After months of persuation and legal challenges, RTI campaigner and programme coordinator with the Commonwealth human rights initiative, Venkatesh Nayak, has been able to obtain the documents of accession of 540 princely states, including that of Jammu and Kashmir.
The National Archives has given permission to take copies of the document.
Nayak had also filed an RTI with the home ministry, which finally transferred his petition to the National Archives, which in turn gave him permission to take copies of these documents.
"The accession of J&K is a fact of history known to all of us, but for the first time, citizens can look at the actual document," Nayak said.
The ruler of Jammu and Kashmir, Maharaja Hari Singh, had acceded to India on 26 October 1947, by signing the "instrument of accession" like other princely states.
"I have not seen this document in decades and it brings with it a flood of emotions," NDTV quoted Dr Karan Singh, Rajya Sabha lawmaker, and son of Maharaja Hari Singh, as saying.
Dr Singh is also reported to have recognised the document and the hand writing of his father.
"Invaders from across the border in Pakistan had crossed over into J&K and were about to take over the airport. Had it not been for the bravery of the Maharaja's soldiers, the airport would have fallen, making it impossible to sign the document," Dr Singh told NDTV.
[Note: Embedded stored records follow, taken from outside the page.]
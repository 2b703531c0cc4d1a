//! # API Error Type
//!
//! Unified error type for service operations.
//!
//! ## Error Handling Strategy
//! ```text
//! ┌─────────────────────────────────────────────────────────────────────────┐
//! │                    Error Flow in RepairHub                              │
//! │                                                                         │
//! │  API consumer                  Service layer                            │
//! │  ────────────                  ─────────────                            │
//! │                                                                         │
//! │  createOrder(...)                                                       │
//! │         │                                                               │
//! │         ▼                                                               │
//! │  ┌──────────────────────────────────────────────────────────────────┐  │
//! │  │  Service method                                                  │  │
//! │  │  Result<T, ApiError>                                             │  │
//! │  │         │                                                        │  │
//! │  │  Database error?  ── DbError ───────────┐                        │  │
//! │  │         │                               ▼                        │  │
//! │  │  Domain error?   ── CoreError ───► ApiError { code, message } ──►│  │
//! │  │         │                                                        │  │
//! │  │  Success ───────────────────────────────────────────────────────►│  │
//! │  └──────────────────────────────────────────────────────────────────┘  │
//! │                                                                         │
//! │  The consumer branches on `code` (machine-readable) and shows           │
//! │  `message` (human-readable, names the offending field/selection).      │
//! └─────────────────────────────────────────────────────────────────────────┘
//! ```
//!
//! ## Why these codes
//! "Nothing matched the filter", "the request was malformed", and "the
//! option is currently unavailable" warrant different client handling
//! (empty state vs. validation message vs. offer the other part tier), so
//! they are distinct codes rather than one 4xx blob.

use serde::Serialize;

use repairhub_core::CoreError;
use repairhub_db::DbError;

/// API error returned from service operations.
///
/// ## Serialization
/// This is what the API consumer receives when an operation fails:
/// ```json
/// {
///   "code": "OUT_OF_STOCK",
///   "message": "Repair option for problem battery (duplicate) is out of stock"
/// }
/// ```
#[derive(Debug, Clone, Serialize)]
#[serde(rename_all = "camelCase")]
pub struct ApiError {
    /// Machine-readable error code for programmatic handling
    pub code: ErrorCode,

    /// Human-readable error message for display
    pub message: String,
}

/// Error codes for API responses.
#[derive(Debug, Clone, Copy, PartialEq, Eq, Serialize)]
#[serde(rename_all = "SCREAMING_SNAKE_CASE")]
pub enum ErrorCode {
    /// Referenced entity absent or inactive (404)
    NotFound,

    /// Malformed/missing input, including invalid selections (400)
    ValidationError,

    /// Matched option exists but is unavailable (409-ish, retryable with
    /// the other part tier)
    OutOfStock,

    /// Lifecycle rule violation (422)
    InvalidTransition,

    /// Order-number collision exhausted its retries (409)
    Conflict,

    /// Database operation failed (500)
    DatabaseError,

    /// Internal server error (500)
    Internal,
}

impl ApiError {
    /// Creates a new API error.
    pub fn new(code: ErrorCode, message: impl Into<String>) -> Self {
        ApiError {
            code,
            message: message.into(),
        }
    }

    /// Creates a not found error.
    pub fn not_found(resource: &str, id: &str) -> Self {
        ApiError::new(
            ErrorCode::NotFound,
            format!("{} not found: {}", resource, id),
        )
    }

    /// Creates a validation error.
    pub fn validation(message: impl Into<String>) -> Self {
        ApiError::new(ErrorCode::ValidationError, message)
    }

    /// Creates a conflict error.
    pub fn conflict(message: impl Into<String>) -> Self {
        ApiError::new(ErrorCode::Conflict, message)
    }

    /// Creates an internal error.
    pub fn internal(message: impl Into<String>) -> Self {
        ApiError::new(ErrorCode::Internal, message)
    }
}

/// Converts domain errors to API errors, preserving the taxonomy.
impl From<CoreError> for ApiError {
    fn from(err: CoreError) -> Self {
        match &err {
            CoreError::ModelNotFound(_)
            | CoreError::ProblemNotFound(_)
            | CoreError::OrderNotFound(_) => ApiError::new(ErrorCode::NotFound, err.to_string()),

            // An unresolvable selection is malformed input: the message
            // names the offending problem id + part type
            CoreError::PriceNotFound { .. } | CoreError::EmptySelection => {
                ApiError::new(ErrorCode::ValidationError, err.to_string())
            }

            CoreError::OutOfStock { .. } => ApiError::new(ErrorCode::OutOfStock, err.to_string()),

            CoreError::InvalidTransition { .. } => {
                ApiError::new(ErrorCode::InvalidTransition, err.to_string())
            }

            CoreError::Validation(e) => ApiError::validation(e.to_string()),
        }
    }
}

/// Converts database errors to API errors.
impl From<DbError> for ApiError {
    fn from(err: DbError) -> Self {
        match err {
            DbError::NotFound { entity, id } => ApiError::not_found(&entity, &id),
            DbError::UniqueViolation { field, value } => ApiError::new(
                ErrorCode::Conflict,
                format!("{} '{}' already exists", field, value),
            ),
            DbError::ForeignKeyViolation { message } => {
                tracing::error!("Foreign key violation: {}", message);
                ApiError::new(ErrorCode::ValidationError, "Invalid reference")
            }
            DbError::ConnectionFailed(_) => {
                ApiError::new(ErrorCode::DatabaseError, "Database connection failed")
            }
            DbError::MigrationFailed(_) => {
                ApiError::new(ErrorCode::DatabaseError, "Database migration failed")
            }
            DbError::QueryFailed(e) => {
                // Log the actual error but return a generic message
                tracing::error!("Database query failed: {}", e);
                ApiError::new(ErrorCode::DatabaseError, "Database operation failed")
            }
            DbError::TransactionFailed(e) => {
                tracing::error!("Transaction failed: {}", e);
                ApiError::new(ErrorCode::DatabaseError, "Database transaction failed")
            }
            DbError::PoolExhausted => {
                ApiError::new(ErrorCode::DatabaseError, "Database pool exhausted")
            }
            DbError::Internal(e) => {
                tracing::error!("Internal database error: {}", e);
                ApiError::new(ErrorCode::DatabaseError, "Database operation failed")
            }
        }
    }
}

impl std::fmt::Display for ApiError {
    fn fmt(&self, f: &mut std::fmt::Formatter<'_>) -> std::fmt::Result {
        write!(f, "[{:?}] {}", self.code, self.message)
    }
}

impl std::error::Error for ApiError {}

// =============================================================================
// Unit Tests
// =============================================================================

#[cfg(test)]
mod tests {
    use super::*;
    use repairhub_core::{OrderStatus, PartType};

    #[test]
    fn test_core_error_mapping() {
        let err: ApiError = CoreError::OutOfStock {
            problem_id: "battery".to_string(),
            part_type: PartType::Duplicate,
        }
        .into();
        assert_eq!(err.code, ErrorCode::OutOfStock);

        let err: ApiError = CoreError::EmptySelection.into();
        assert_eq!(err.code, ErrorCode::ValidationError);

        let err: ApiError = CoreError::InvalidTransition {
            order_id: "order-1".to_string(),
            from: OrderStatus::Cancelled,
            to: OrderStatus::Confirmed,
        }
        .into();
        assert_eq!(err.code, ErrorCode::InvalidTransition);
    }

    #[test]
    fn test_db_error_mapping() {
        let err: ApiError = DbError::not_found("Order", "order-1").into();
        assert_eq!(err.code, ErrorCode::NotFound);

        let err: ApiError = DbError::duplicate("order_number", "ORD-1A2B3C4D").into();
        assert_eq!(err.code, ErrorCode::Conflict);
    }

    #[test]
    fn test_serialized_shape() {
        let err = ApiError::not_found("Order", "order-1");
        let json = serde_json::to_value(&err).unwrap();
        assert_eq!(json["code"], "NOT_FOUND");
        assert_eq!(json["message"], "Order not found: order-1");
    }
}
The documents should silence critics from across the border, who had questioned its very existence, Dr Singh added.
Dr Karan Singh told NDTV that he was also present in his home on the day (26 October 1947) when his father, Maharaja Hari Singh, signed the instrument of accession. The document was sent along with a personal letter to Lord Mountbatten, who was the Governor General of India at the time, he said.
"This is an important page from India's history and it is wonderful that it is being preserved in the national archives for the public to see," Dr Singh said.
The documents make it clear that the accession of Jammu Kashmir State to India as one of its states legally and constitutionally final and irrevocable. Accession was not conditional and was on similar grounds as was the case for all the Indian princely states.
The separatists, Huriyats, do not want to accept the accession of the state to India as final for their own political ends. They have been claiming that Kashmir is a disputed issue and as such seeking a remedy by involving a third-party intervention.